The transport sector is one of the most fossil fuel dependent sectors accounting for one third of total greenhouse gas emissions in Europe. This figure is projected to grow in the coming years, and yet, it is unclear where a solution will come from. To explore what contribution biodiesels will have, we spoke to Raffaello Garofalo, the Secretary General of the European Biodiesel Board.
Will biodiesel reduce our dependency on fossil fuels?
Biofuels are the only sustainable and immediately commercially available alternative to fossil fuels and is currently the most viable European solution to reduce emissions from diesel transportation in the EU. The largest part of fuel consumption in Europe is diesel: in some countries like France, Italy or Belgium cars purchased in the last 12 months are in ¾ of cases fuelled by diesel. Biodiesel is the only renewable fuel that can be used for decarbonizing goods transportation (lorries) and in Aviation and Maritime application (both diesel kind of fuels).

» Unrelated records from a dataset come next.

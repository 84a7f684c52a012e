// SPDX-License-Identifier: MPL-2.0
#![doc = r#"
# Design Tokens

This module defines the application's design tokens.

## Organization

- **Palette**: Base colors, including the portal's toast and badge colors
- **Opacity**: Standardized opacity levels
- **Spacing**: Spacing scale (8px grid)
- **Sizing**: Component sizes
- **Typography**: Font size scale
- **Border**: Border width scale
- **Radius**: Border radii
- **Shadow**: Shadow definitions
"#]

use iced::Color;

// ============================================================================
// Color Palette
// ============================================================================

pub mod palette {
    use super::Color;

    // Grayscale
    pub const BLACK: Color = Color::BLACK;
    pub const WHITE: Color = Color::WHITE;
    pub const GRAY_900: Color = Color::from_rgb(0.1, 0.1, 0.1);
    pub const GRAY_700: Color = Color::from_rgb(0.3, 0.3, 0.3);
    pub const GRAY_400: Color = Color::from_rgb(0.4, 0.4, 0.4);
    pub const GRAY_200: Color = Color::from_rgb(0.75, 0.75, 0.75);
    pub const GRAY_100: Color = Color::from_rgb(0.85, 0.85, 0.85);

    // Brand colors (blue scale)
    pub const PRIMARY_400: Color = Color::from_rgb(0.4, 0.7, 1.0);
    pub const PRIMARY_500: Color = Color::from_rgb(0.3, 0.6, 0.9);
    pub const PRIMARY_600: Color = Color::from_rgb(0.2, 0.5, 0.8);

    // Semantic colors, matching the portal's toast palette
    pub const SUCCESS_500: Color = Color::from_rgb(0.157, 0.655, 0.271);
    pub const ERROR_500: Color = Color::from_rgb(0.863, 0.208, 0.271);
    pub const WARNING_500: Color = Color::from_rgb(1.0, 0.757, 0.027);
    pub const INFO_500: Color = Color::from_rgb(0.090, 0.635, 0.722);

    // Blood-type badge colors by ABO letter group
    pub const BADGE_A: Color = Color::from_rgb(0.863, 0.208, 0.271);
    pub const BADGE_B: Color = Color::from_rgb(0.098, 0.533, 0.329);
    pub const BADGE_AB: Color = Color::from_rgb(0.051, 0.431, 0.992);
    pub const BADGE_O: Color = Color::from_rgb(0.435, 0.259, 0.757);

    // Inventory row tints
    pub const ROW_DANGER: Color = Color::from_rgba(0.863, 0.208, 0.271, 0.25);
    pub const ROW_DANGER_PULSE: Color = Color::from_rgba(0.863, 0.208, 0.271, 0.45);
    pub const ROW_WARNING: Color = Color::from_rgba(1.0, 0.757, 0.027, 0.25);
}

// ============================================================================
// Opacity Scale
// ============================================================================

pub mod opacity {
    pub const TRANSPARENT: f32 = 0.0;
    pub const OVERLAY_SUBTLE: f32 = 0.2;
    pub const OVERLAY_MEDIUM: f32 = 0.5;
    pub const OVERLAY_STRONG: f32 = 0.7;
    pub const OPAQUE: f32 = 1.0;

    /// Opacity of a toast in its leaving phase.
    pub const TOAST_LEAVING: f32 = 0.4;
}

// ============================================================================
// Spacing Scale (8px baseline grid)
// ============================================================================

pub mod spacing {
    pub const XXS: f32 = 4.0; // 0.5 unit
    pub const XS: f32 = 8.0; // 1 unit
    pub const SM: f32 = 12.0; // 1.5 units
    pub const MD: f32 = 16.0; // 2 units
    pub const LG: f32 = 24.0; // 3 units
    pub const XL: f32 = 32.0; // 4 units
}

// ============================================================================
// Sizing Scale
// ============================================================================

pub mod sizing {
    // Interactive element heights
    pub const BUTTON_HEIGHT: f32 = 36.0;
    pub const INPUT_HEIGHT: f32 = 40.0;

    // Component widths
    pub const SIDEBAR_WIDTH: f32 = 220.0;
    pub const TOAST_WIDTH: f32 = 320.0;
    pub const STAT_CARD_WIDTH: f32 = 180.0;
    pub const FORM_FIELD_WIDTH: f32 = 200.0;
}

// ============================================================================
// Typography Scale
// ============================================================================

pub mod typography {
    /// Large title - Main page headings (Dashboard, Inventory, Settings)
    pub const TITLE_LG: f32 = 30.0;

    /// Medium title - Counter card values, prominent labels
    pub const TITLE_MD: f32 = 20.0;

    /// Small title - Section headers
    pub const TITLE_SM: f32 = 18.0;

    /// Standard body - Most UI text, labels, table cells
    pub const BODY: f32 = 14.0;

    /// Small body - Hints, secondary labels
    pub const BODY_SM: f32 = 13.0;

    /// Caption - Badges, timestamps
    pub const CAPTION: f32 = 12.0;
}

// ============================================================================
// Border Scale
// ============================================================================

pub mod border {
    /// Thin border - Subtle separators, input fields
    pub const WIDTH_SM: f32 = 1.0;

    /// Medium border - Emphasis borders, toast accents
    pub const WIDTH_MD: f32 = 2.0;
}

// ============================================================================
// Border Radius Scale
// ============================================================================

pub mod radius {
    pub const SM: f32 = 4.0;
    pub const MD: f32 = 8.0;
    pub const FULL: f32 = 9999.0; // Pill shape for badges
}

// ============================================================================
// Shadow Definitions
// ============================================================================

pub mod shadow {
    use super::palette;
    use iced::{Shadow, Vector};

    pub const NONE: Shadow = Shadow {
        color: palette::BLACK,
        offset: Vector::ZERO,
        blur_radius: 0.0,
    };

    pub const SM: Shadow = Shadow {
        color: palette::BLACK,
        offset: Vector { x: 0.0, y: 2.0 },
        blur_radius: 4.0,
    };

    pub const MD: Shadow = Shadow {
        color: palette::BLACK,
        offset: Vector { x: 0.0, y: 4.0 },
        blur_radius: 8.0,
    };
}

// ============================================================================
// Compile-time Validation
// ============================================================================

const _: () = {
    // Spacing validation
    assert!(spacing::XS > 0.0);
    assert!(spacing::SM > spacing::XS);
    assert!(spacing::MD > spacing::SM);
    assert!(spacing::LG > spacing::MD);

    // Opacity validation
    assert!(opacity::TRANSPARENT == 0.0);
    assert!(opacity::OPAQUE == 1.0);
    assert!(opacity::TOAST_LEAVING > 0.0 && opacity::TOAST_LEAVING < 1.0);

    // Typography validation
    assert!(typography::TITLE_LG > typography::TITLE_MD);
    assert!(typography::TITLE_MD > typography::TITLE_SM);
    assert!(typography::BODY > typography::BODY_SM);
    assert!(typography::BODY_SM > typography::CAPTION);

    // Border validation
    assert!(border::WIDTH_MD > border::WIDTH_SM);
};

Biodiesel can save in most cases 50% of greenhouse gas (GHG) emissions. In some cases when advanced biodiesel is taken into consideration, it can save even up to higher percentages when compared to fossil fuels equivalent.
Europe is the worldwide leader in biodiesel production. The largest part of biodiesel is made in Europe. Its production in the EU is done on certified land where no land use was changed for its production (since the EU agricultural surfaces are subject to strict sustainability criteria).
What role does biofuel have in the energy transition?
Biofuels and biodiesel have a crucial role to play improving the future transport energy supply of Europe. For instance, the 10 million tonnes of biodiesel produced annually partially cover the 30-40 million tonnes of EU diesel deficit – most of which (20 million tonnes annually) is imported from Russia. The role of biodiesel is potentially very important, however the lack of a stable legislative frame in the long term may hamper its further development. Reliable targets and support schemes for the period 2020-30 are needed in order to support the will of investors to continue developing this sector.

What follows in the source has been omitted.